NO MEIO DO DESERTO, O OCEANO





 NO MEIO DO DESERTO, O OCEANO.

    O fato de não ter luz suficiente me deixou intrigado. Poxa, fazia tanto tempo que andava por caminhos inóspitos e não havia alcançado uma forma de demonstrar a luz e o amor que me habitava. O que eu estava fazendo de errado? O que em mim nutria a escuridão?
    Decidi partir para mais uma busca. Sem saber o que buscar, fui à direção ao deserto que se abria em minha frente. Lembrei-me de Moisés, abrindo o mar com seu cajado. Teve luz para abrir o mar, mas não pode entrar na Terra Prometida. E ali estava eu, com luz necessária para cruzar o deserto por quarenta dias, mas jamais conseguiria vencer a escuridão que habitava em mim.
    Absorto em meus pensamentos avistei, ao longe, uma cidadezinha cravada na imensidão de areia. Quanto mais eu tentava alcançar a cidade, menor ela ficava e eu parecia estar ficando maior a cada passo. Até que tropecei num dos seus muros. A cidade era realmente minúscula. Ajoelhei-me para ver se conseguia encontrar alguém, mas estava muito escuro e vi apenas pequeninas luzes em pequenos apartamentos. Decidi então tirar uma soneca e esperar o despertar do dia.
    No dia seguinte acordei com o alvoroço da cidadela e o espanto com o gigante. Foi quando me dei conta que eu era a ameaça.
    _Não, eu não sou um monstro!- repliquei bem alto.
    Mas minha voz os amedrontou ainda mais. E os sacerdotes faziam exorcismos para afugentarem o demônio. Isto é, eu. 
    Os olhei com compaixão, tentando falar baixo e calmamente para que pudessem me ouvir.
    _Como você surgiu aqui? – falou um sujeitinho gordo, que pelos trajes parecia ser o prefeito ou o rei do local.
    _Vim pelo deserto - apontei para o deserto. Mas ele já não existia. Em seu lugar estava um oceano imenso.
    _Aqui não existe deserto. Deves ser um demônio de outro mundo – falou novamente o sujeitinho.
    Aquilo havia me deixado confuso. Eu mesmo já não sabia o que tinha acontecido. Será que eu tinha aberto o mar, como fez Moisés? Mas, ali não era nenhuma Terra Prometida.
    _Não! Não sou demônio – voltei a si. Estou perdido aqui. Devo ter vindo pelo mar e nem me dado conta.
    _Não está aqui para nos devorar?
    _Não. Estou viajando a procura do amor que perdi.

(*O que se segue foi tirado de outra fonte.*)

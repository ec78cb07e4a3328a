// SPDX-License-Identifier: MIT
// Copyright 2026 Roland Dreier <roland@rolandd.dev>

//! Access token lifecycle: reuse while inside its TTL, refresh otherwise.

use crate::db::Settings;
use crate::models::{ApiSettings, CachedToken, Environment};
use crate::services::sfmc::{SfmcClient, SfmcError};
use chrono::Utc;
use dashmap::DashMap;
use std::sync::Arc;
use tokio::sync::Mutex;

/// Manages the SFMC access token shared by every sync in this process.
///
/// Lookup order:
/// 1. In-memory cache (no I/O)
/// 2. Per-environment refresh lock, then re-check the cache
/// 3. Token persisted in the settings store
/// 4. Fresh token from the auth endpoint, persisted and cached
#[derive(Clone)]
pub struct TokenCache {
    client: SfmcClient,
    settings: Settings,
    cache: Arc<DashMap<Environment, CachedToken>>,
    refresh_locks: Arc<DashMap<Environment, Arc<Mutex<()>>>>,
}

impl TokenCache {
    pub fn new(client: SfmcClient, settings: Settings) -> Self {
        Self {
            client,
            settings,
            cache: Arc::new(DashMap::new()),
            refresh_locks: Arc::new(DashMap::new()),
        }
    }

    /// Return a valid access token, or `None` when one could not be obtained.
    ///
    /// `None` means the sync is aborted and no payload is sent. The failure
    /// has already been logged.
    pub async fn get_valid_token(&self, api: &ApiSettings) -> Option<String> {
        match self.try_get_valid_token(api).await {
            Ok(token) => Some(token),
            Err(e) => {
                tracing::error!(
                    kind = e.kind(),
                    status = e.status(),
                    environment = api.environment().as_str(),
                    error = %e,
                    "Failed to obtain SFMC access token"
                );
                None
            }
        }
    }

    async fn try_get_valid_token(&self, api: &ApiSettings) -> Result<String, SfmcError> {
        let environment = api.environment();

        if let Some(token) = self.cached(environment) {
            tracing::debug!(environment = environment.as_str(), "Existing access token reused");
            return Ok(token);
        }

        let lock = self
            .refresh_locks
            .entry(environment)
            .or_insert_with(|| Arc::new(Mutex::new(())))
            .clone();
        let _guard = lock.lock().await;

        // Another task may have refreshed while we waited.
        if let Some(token) = self.cached(environment) {
            tracing::debug!(environment = environment.as_str(), "Existing access token reused");
            return Ok(token);
        }

        if let Some(stored) = self.settings.cached_token() {
            if stored.is_valid_for(environment, Utc::now()) {
                tracing::debug!(
                    environment = environment.as_str(),
                    "Existing access token reused from settings"
                );
                let token = stored.token.clone();
                self.cache.insert(environment, stored);
                return Ok(token);
            }
        }

        tracing::info!(environment = environment.as_str(), "Requesting new SFMC access token");

        let issued_at = Utc::now();
        let response = self
            .client
            .request_token(api.auth_endpoint(), &api.credentials)
            .await?;

        if api.api_debugger {
            tracing::info!(expires_in = response.expires_in, "SFMC token response received");
        }

        let cached = CachedToken {
            token: response.access_token,
            issued_at,
            ttl_seconds: response.expires_in,
            environment,
        };

        // Persistence failure only costs a refresh after restart.
        if let Err(e) = self.settings.store_token(&cached) {
            tracing::warn!(error = %e, "Failed to persist SFMC access token");
        }

        let token = cached.token.clone();
        self.cache.insert(environment, cached);
        tracing::info!(environment = environment.as_str(), "SFMC access token refreshed and cached");
        Ok(token)
    }

    fn cached(&self, environment: Environment) -> Option<String> {
        self.cache
            .get(&environment)
            .filter(|cached| cached.is_valid_at(Utc::now()))
            .map(|cached| cached.token.clone())
    }
}
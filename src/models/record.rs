// SPDX-License-Identifier: MIT
// Copyright 2026 Roland Dreier <roland@rolandd.dev>

//! Pending units of sync work and their status marker.

use super::user::UserRecord;
use serde::{Deserialize, Serialize};
use serde_json::{Map, Value};
use std::fmt;

/// Status marker that gates reprocessing.
#[derive(Debug, Clone, Copy, Default, PartialEq, Eq, Serialize, Deserialize)]
#[serde(rename_all = "lowercase")]
pub enum SyncStatus {
    #[default]
    Unset,
    Submitted,
}

impl SyncStatus {
    pub fn is_submitted(&self) -> bool {
        matches!(self, SyncStatus::Submitted)
    }
}

/// One stored webform submission.
#[derive(Debug, Clone, PartialEq, Serialize, Deserialize)]
pub struct WebformSubmission {
    pub webform_id: String,
    pub submission_id: u64,
    /// Element key to submitted value
    #[serde(default)]
    pub data: Map<String, Value>,
    #[serde(default, rename = "sfmc_status")]
    pub status: SyncStatus,
}

/// Element key that carries the marker inside submitted data.
pub const STATUS_ELEMENT: &str = "sfmc_status";

impl WebformSubmission {
    pub fn new(webform_id: impl Into<String>, submission_id: u64, data: Map<String, Value>) -> Self {
        Self {
            webform_id: webform_id.into(),
            submission_id,
            data,
            status: SyncStatus::Unset,
        }
    }

    /// Submission as received from a form post. Data already carrying
    /// `sfmc_status: "submitted"` arrives marked.
    pub fn received(
        webform_id: impl Into<String>,
        submission_id: u64,
        data: Map<String, Value>,
    ) -> Self {
        let mut submission = Self::new(webform_id, submission_id, data);
        if submission.data.get(STATUS_ELEMENT).and_then(Value::as_str) == Some("submitted") {
            submission.status = SyncStatus::Submitted;
        }
        submission
    }
}

/// Identity of a record, used when marking it submitted.
#[derive(Debug, Clone, PartialEq, Eq, Hash, Serialize)]
#[serde(tag = "kind", rename_all = "lowercase")]
pub enum RecordId {
    User {
        user_id: u64,
    },
    Webform {
        webform_id: String,
        submission_id: u64,
    },
}

impl fmt::Display for RecordId {
    fn fmt(&self, f: &mut fmt::Formatter<'_>) -> fmt::Result {
        match self {
            RecordId::User { user_id } => write!(f, "user:{}", user_id),
            RecordId::Webform {
                webform_id,
                submission_id,
            } => write!(f, "webform:{}:{}", webform_id, submission_id),
        }
    }
}

/// A pending unit of work.
#[derive(Debug, Clone, PartialEq)]
pub enum SyncRecord {
    User(UserRecord),
    Webform(WebformSubmission),
}

impl SyncRecord {
    pub fn id(&self) -> RecordId {
        match self {
            SyncRecord::User(user) => RecordId::User { user_id: user.id },
            SyncRecord::Webform(submission) => RecordId::Webform {
                webform_id: submission.webform_id.clone(),
                submission_id: submission.submission_id,
            },
        }
    }

    pub fn status(&self) -> SyncStatus {
        match self {
            SyncRecord::User(user) => user.status,
            SyncRecord::Webform(submission) => submission.status,
        }
    }
}

#[cfg(test)]
mod tests {
    use super::*;
    use serde_json::json;

    #[test]
    fn status_defaults_to_unset() {
        let submission: WebformSubmission = serde_json::from_value(json!({
            "webform_id": "newsletter",
            "submission_id": 7,
            "data": {"email_field": "a@b.com"}
        }))
        .unwrap();

        assert_eq!(submission.status, SyncStatus::Unset);
        assert!(!SyncRecord::Webform(submission).status().is_submitted());
    }

    #[test]
    fn status_reads_sfmc_status_marker() {
        let user: UserRecord = serde_json::from_value(json!({
            "id": 3,
            "email": "a@b.com",
            "sfmc_status": "submitted"
        }))
        .unwrap();

        assert!(user.status.is_submitted());
    }

    #[test]
    fn received_data_marker_sets_status() {
        let mut data = Map::new();
        data.insert("sfmc_status".to_string(), json!("submitted"));
        assert!(WebformSubmission::received("contact", 1, data).status.is_submitted());

        let mut data = Map::new();
        data.insert("sfmc_status".to_string(), json!(""));
        assert!(!WebformSubmission::received("contact", 1, data).status.is_submitted());
    }

    #[test]
    fn record_id_display() {
        let record = SyncRecord::Webform(WebformSubmission::new("contact", 12, Map::new()));
        assert_eq!(record.id().to_string(), "webform:contact:12");
        assert_eq!(
            SyncRecord::User(UserRecord::new(5, "x@y.z")).id().to_string(),
            "user:5"
        );
    }
}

    _Alguma amante do passado?
    _Não... Não se trata desse amor. É amor divino, espiritual.
    _Se você perdeu... Foi amado no passado.
    _É verdade. Mas, e vocês? Porque são tão pequeninos? O que aconteceu com vocês?
    _Não somos pequenos. Você que é gigante. Temos milhões de anos e sempre fomos deste tamanho.
    _Aqui você é do tamanho que acha que é. Quanto maior o seu ego mais insignificante nos achará. Um homem só encontra o amor perdido quando diminui de tamanho – falou um senhor com uma longa barba branca. Reconheci seu semblante, mas não quis dizer nada. Também, não era necessário.
    _Como posso diminuir de tamanho?
    _Retirando de dentro de si tudo aquilo que não tem valor. Não foi falado que é mais fácil um camelo passar por um buraco de agulha do que um rico entrar no céu? Pois bem, aqui tu és o Guliver em Liliput. Procure a agulha e tente entrar pelo buraco.
    _Mas como retirar o que não tem valor? O que devo fazer para que isso aconteça?
    _A vela quando é acesa vai queimando o pavio e a cera. Estes, vão sumindo à medida que o fogo avança. O corpo da vela é seu ego e o pavio é o que a luz queima, transformando em fonte de mais luz. Não se alcança o amor se não produzi-lo, abdicando de si próprio. Este é o caminho. Amor incondicional. O pavio se transforma em linha que pode passar tranquilamente pelo buraco da agulha. Sua tarefa aqui é auxiliar os pequeninos para que possam enfrentar as atrocidades do dia a dia. Esteja em Deus. Seja um deus e faça com que a luz brilhe e se torne Sol.
    Foi assim que fiquei em Liliput. Até quando? Quem sabe quando a linha vai passar pela agulha?